2. Of the four challenges adduced by Mr. Boff—ecology, food, population, and energy crises—the first three affect much less the West than Islamic and Communist countries along with their respective spheres of influence. Never has there been an ecological disaster that ranks in its effects with the Chernobyl explosion or with the widespread pollution in China, nor is there population drama that compares to the Chinese one, nor even food shortage as scary as that observed in such African countries under Islamic and Communist rule as, respectively, Sudan and Zimbabwe. If ever a paradigm was menaced by the three problems that Mr. Boff indicates, it is the anti-Western paradigm of China, of Russia, of Islamic countries. In the West, instead of overpopulation, there is nowadays depopulation; instead of food shortage, endemic obesity; and nowhere in the world are ecological risks, whether real or imaginary, kept under such strict control as in developed capitalist countries. How could a civilization be under threat of imminent extinction when the challenges to it are absent or under control? And how could it be advantageously replaced by some “new paradigm” inspired precisely by the nations that helplessly succumb to these same challenges? The inversion of reality here is so symmetrical, so patent, so literal, even so naïve, that one could not wish for a clearer and more didactic instance of interpretation delusion.

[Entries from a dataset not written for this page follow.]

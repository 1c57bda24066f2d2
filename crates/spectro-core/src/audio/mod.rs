//! PCM rendering
//!
//! The rendering engine is an external collaborator described by
//! [`AudioRenderer`] and [`RenderSession`]. [`PcmFrameSource`] drives one
//! session under a wall-clock budget; [`FileRenderer`] is a concrete engine
//! for local files (WAV via hound, everything else via Symphonia).

mod decoder;
mod file;
mod resample;
mod source;

pub use decoder::{decode_audio, AudioData};
pub use file::FileRenderer;
pub use resample::resample_interleaved;
pub use source::{PcmFrameSource, RenderBudget, RenderOutcome};

use crate::track::TrackDescriptor;
use serde::{Deserialize, Serialize};
use std::path::Path;
use std::time::Duration;

/// Bytes per sample of the output format (signed 16-bit big-endian)
pub const BYTES_PER_SAMPLE: usize = 2;

/// Output format of a rendering engine
#[derive(Debug, Clone, Copy, PartialEq, Eq, Serialize, Deserialize)]
pub struct PcmFormat {
    pub sample_rate: u32,
    pub channels: u16,
}

impl PcmFormat {
    pub fn new(sample_rate: u32, channels: u16) -> Self {
        Self {
            sample_rate,
            channels,
        }
    }

    pub fn nyquist(&self) -> f64 {
        f64::from(self.sample_rate) / 2.0
    }

    /// Size in bytes of one frame covering `duration` of audio
    pub fn frame_size(&self, duration: Duration) -> usize {
        let per_channel = (u128::from(self.sample_rate) * duration.as_millis() / 1000) as usize;
        per_channel.max(1) * usize::from(self.channels) * BYTES_PER_SAMPLE
    }
}

/// Result of one `provide` call on a render session
#[derive(Debug, Clone, PartialEq, Eq)]
pub enum Provided {
    /// Interleaved s16 big-endian PCM bytes
    Frame(Vec<u8>),
    /// Nothing buffered yet; retry after a short wait
    Pending,
    /// No more frames and no active track
    Ended,
}

/// Rendering engine able to create isolated sessions
pub trait AudioRenderer: Send + Sync {
    /// Create a session scoped to a single computation
    fn create_session(&self) -> anyhow::Result<Box<dyn RenderSession>>;

    /// PCM format every session of this engine emits
    fn output_format(&self) -> PcmFormat;
}

/// One rendering session; `destroy` must be called exactly once
pub trait RenderSession: Send {
    fn start(&mut self, track: &TrackDescriptor) -> anyhow::Result<()>;

    fn provide(&mut self) -> anyhow::Result<Provided>;

    fn destroy(&mut self);
}

/// Supported audio containers
#[derive(Debug, Clone, Copy, PartialEq, Eq)]
pub enum AudioFormat {
    Wav,
    Mp3,
    Flac,
    Ogg,
    Mp4,
    Mkv,
    Unknown,
}

impl AudioFormat {
    /// Detect format from file extension
    pub fn from_path(path: &Path) -> Self {
        let ext = path
            .extension()
            .and_then(|e| e.to_str())
            .map(|e| e.to_ascii_lowercase());
        match ext.as_deref() {
            Some("wav") | Some("wave") => AudioFormat::Wav,
            Some("mp3") => AudioFormat::Mp3,
            Some("flac") => AudioFormat::Flac,
            Some("ogg") | Some("oga") => AudioFormat::Ogg,
            Some("mp4") | Some("m4a") | Some("aac") => AudioFormat::Mp4,
            Some("mkv") | Some("mka") | Some("webm") => AudioFormat::Mkv,
            _ => AudioFormat::Unknown,
        }
    }
}
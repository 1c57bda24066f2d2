//! Spectrogram lookup facade
//!
//! Checks the cache, resolves the identifier, excludes live streams and runs
//! the blocking render/transform pipeline on tokio's blocking pool. Every
//! failure degrades to [`SpectrogramOutcome::Unavailable`]; nothing is raised
//! to the caller.

use crate::audio::{AudioRenderer, PcmFrameSource, RenderBudget, RenderOutcome};
use crate::cache::SpectrogramCache;
use crate::config::SpectroConfig;
use crate::track::{ResolveError, TrackCodec, TrackDescriptor, TrackResolver};
use crate::transform::{SpectralEngine, Spectrogram};
use anyhow::Result;
use std::fmt;
use std::sync::atomic::{AtomicBool, Ordering};
use std::sync::Arc;


/// Why no spectrogram could be produced
#[derive(Debug, Clone, PartialEq, Eq)]
pub enum UnavailableReason {
    /// The identifier is not valid base64
    InvalidIdentifier,
    /// The decoder yielded no playable track
    NotFound,
    /// Live streams have no bounded length
    LiveStream,
    /// Decoding, rendering or transforming failed
    Failed(String),
}

impl fmt::Display for UnavailableReason {
    fn fmt(&self, f: &mut fmt::Formatter<'_>) -> fmt::Result {
        match self {
            UnavailableReason::InvalidIdentifier => write!(f, "invalid identifier"),
            UnavailableReason::NotFound => write!(f, "track not found"),
            UnavailableReason::LiveStream => write!(f, "track is a live stream"),
            UnavailableReason::Failed(msg) => write!(f, "computation failed: {}", msg),
        }
    }
}

/// Result of a spectrogram request
#[derive(Debug, Clone, PartialEq, Eq)]
pub enum SpectrogramOutcome {
    /// Served from the cache without computation
    Cached(Arc<Spectrogram>),
    /// Computed by this request and now cached
    Computed(Arc<Spectrogram>),
    Unavailable(UnavailableReason),
}

impl SpectrogramOutcome {
    pub fn spectrogram(&self) -> Option<Arc<Spectrogram>> {
        match self {
            SpectrogramOutcome::Cached(s) | SpectrogramOutcome::Computed(s) => Some(s.clone()),
            SpectrogramOutcome::Unavailable(_) => None,
        }
    }

    pub fn into_spectrogram(self) -> Option<Arc<Spectrogram>> {
        match self {
            SpectrogramOutcome::Cached(s) | SpectrogramOutcome::Computed(s) => Some(s),
            SpectrogramOutcome::Unavailable(_) => None,
        }
    }

    pub fn status(&self) -> &'static str {
        match self {
            SpectrogramOutcome::Cached(_) => "cached",
            SpectrogramOutcome::Computed(_) => "computed",
            SpectrogramOutcome::Unavailable(_) => "unavailable",
        }
    }
}

/// Single entry point for spectrogram requests
///
/// Cheap to clone; clones share the cache and any in-flight computations.
#[derive(Clone)]
pub struct SpectrogramService {
    inner: Arc<ServiceInner>,
}

struct ServiceInner {
    resolver: TrackResolver,
    renderer: Arc<dyn AudioRenderer>,
    cache: SpectrogramCache,
    config: SpectroConfig,
    shutdown: Arc<AtomicBool>,
}

impl SpectrogramService {
    pub fn new(codec: Arc<dyn TrackCodec>, renderer: Arc<dyn AudioRenderer>, config: SpectroConfig) -> Self {
        Self {
            inner: Arc::new(ServiceInner {
                resolver: TrackResolver::new(codec),
                renderer,
                cache: SpectrogramCache::new(),
                config,
                shutdown: Arc::new(AtomicBool::new(false)),
            }),
        }
    }

    pub fn cache(&self) -> &SpectrogramCache {
        &self.inner.cache
    }

    pub fn resolver(&self) -> &TrackResolver {
        &self.inner.resolver
    }

    /// Interrupt in-flight renders and refuse new computations
    ///
    /// Interrupted renders keep the frames produced so far, like a timeout.
    pub fn shutdown(&self) {
        log::info!("Shutting down spectrogram service");
        self.inner.shutdown.store(true, Ordering::Release);
    }

    pub fn is_shut_down(&self) -> bool {
        self.inner.shutdown.load(Ordering::Acquire)
    }

    /// Cached or freshly computed spectrogram, or `None`
    pub async fn get_spectrogram(&self, id: &str) -> Option<Arc<Spectrogram>> {
        self.spectrogram(id).await.into_spectrogram()
    }

    pub async fn spectrogram(&self, id: &str) -> SpectrogramOutcome {
        if let Some(hit) = self.inner.cache.get(id) {
            log::debug!("Spectrogram cache hit for {}", id);
            return SpectrogramOutcome::Cached(hit);
        }

        // The lookup owns the computation; it finishes and fills the cache
        // even if this caller is dropped.
        let inner = self.inner.clone();
        let key = id.to_string();
        let lookup = tokio::spawn(async move {
            inner.cache.get_or_compute(&key, || inner.compute(&key)).await
        });

        match lookup.await {
            Ok(Ok(lookup)) if lookup.computed => SpectrogramOutcome::Computed(lookup.spectrogram),
            Ok(Ok(lookup)) => SpectrogramOutcome::Cached(lookup.spectrogram),
            Ok(Err(reason)) => SpectrogramOutcome::Unavailable(reason),
            Err(e) => {
                log::error!("Spectrogram lookup for {} did not finish: {}", id, e);
                SpectrogramOutcome::Unavailable(UnavailableReason::Failed(e.to_string()))
            }
        }
    }
}

impl ServiceInner {
    async fn compute(&self, id: &str) -> Result<Spectrogram, UnavailableReason> {
        if self.shutdown.load(Ordering::Acquire) {
            return Err(UnavailableReason::Failed("service is shut down".to_string()));
        }

        let track = match self.resolver.resolve(id) {
            Ok(Some(track)) => track,
            Ok(None) => {
                log::debug!("No track found for {}", id);
                return Err(UnavailableReason::NotFound);
            }
            Err(ResolveError::InvalidIdentifier(e)) => {
                log::debug!("Identifier {} is not decodable: {}", id, e);
                return Err(UnavailableReason::InvalidIdentifier);
            }
            Err(e) => {
                log::error!("Failed to calculate spectrogram for {}: {}", id, e);
                return Err(UnavailableReason::Failed(e.to_string()));
            }
        };

        if track.is_stream() {
            log::debug!("Skipping live stream {}", track.info.title);
            return Err(UnavailableReason::LiveStream);
        }

        let renderer = self.renderer.clone();
        let config = self.config.clone();
        let cancel = self.shutdown.clone();
        let title = track.info.title.clone();

        let joined = tokio::task::spawn_blocking(move || {
            compute_spectrogram(renderer.as_ref(), &track, &config, Some(cancel))
        })
        .await;

        match joined {
            Ok(Ok(spectrogram)) => Ok(spectrogram),
            Ok(Err(e)) => {
                log::error!("Failed to calculate spectrogram for {} ({}): {:#}", id, title, e);
                Err(UnavailableReason::Failed(format!("{:#}", e)))
            }
            Err(e) => {
                log::error!("Spectrogram task for {} ({}) did not finish: {}", id, title, e);
                Err(UnavailableReason::Failed(e.to_string()))
            }
        }
    }
}

/// Render `track` and transform its PCM into a spectrogram (blocking)
///
/// The budget covers the whole render, including whatever work the
/// renderer does in `start`. A render cut short before a single full
/// window is an error, so an empty partial result is never cached.
pub fn compute_spectrogram(
    renderer: &dyn AudioRenderer,
    track: &TrackDescriptor,
    config: &SpectroConfig,
    cancel: Option<Arc<AtomicBool>>,
) -> Result<Spectrogram> {
    let mut engine = SpectralEngine::new(renderer.output_format(), config.analysis.channel_mode);

    let mut source = PcmFrameSource::new(renderer, RenderBudget::from_config(config));
    if let Some(flag) = cancel {
        source = source.with_cancel_flag(flag);
    }
    let outcome = source.render(track, |data| engine.push_bytes(data))?;

    let frames = engine.finish();
    match outcome {
        RenderOutcome::TimedOut if frames.is_empty() => {
            anyhow::bail!("timed out before a full window was rendered for {}", track.info.title)
        }
        RenderOutcome::Cancelled if frames.is_empty() => {
            anyhow::bail!("interrupted before a full window was rendered for {}", track.info.title)
        }
        _ => {}
    }

    log::info!(
        "Calculated spectrogram: {} frames for track {}",
        frames.len(),
        track.info.title
    );

    Ok(Spectrogram::new(frames, outcome != RenderOutcome::Completed))
}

As to the energy crisis, there is none in the United States, but it is a possible risk, which is becoming imminent thanks to the activity of—you guessed it—those very supporters of world government, the likes of Pelosi and Obama, who by every possible means block new drilling, turning the owner of the largest oil reserves in the world into a nation dependent upon foreign suppliers. These, in their turn, with the money collected from their major client, finance not only propaganda campaigns but even terrorist movements against it, while at the same time arming themselves to the teeth for the “people’s war” (General Giap’s expression adopted by Hugo Chávez) against the “imperialist monster” that feeds them. As a result of the “breakdown of the imperial order”—again Mr. Boff’s words—“there begins a collective process of chaos. . . . Globalization continues, but balkanization predominates, with regional powers that may give rise to greatly devastating conflicts. . . . This extreme situation calls for an equally extreme solution.” Evidently, the extreme solution is the aforementioned planetary socialism.

In other words, of the four “challenges” that according to Mr. Boff make Western civilization inviable and call for the advent of world government, three exist only among the enemies of the West, the same enemies who inoculate the fourth one into it by spreading diseases in order to sell medicine.

Mr. Boff, himself one of the agents in the operation, albeit of a lesser kind, is aware of all this. His perception of the facts is exact. It is his interpretation of the picture that is altogether inverted, detail by detail, compulsively so, to create a system of errors in which revolutionary perfidy may look like the highest expression of good and virtue.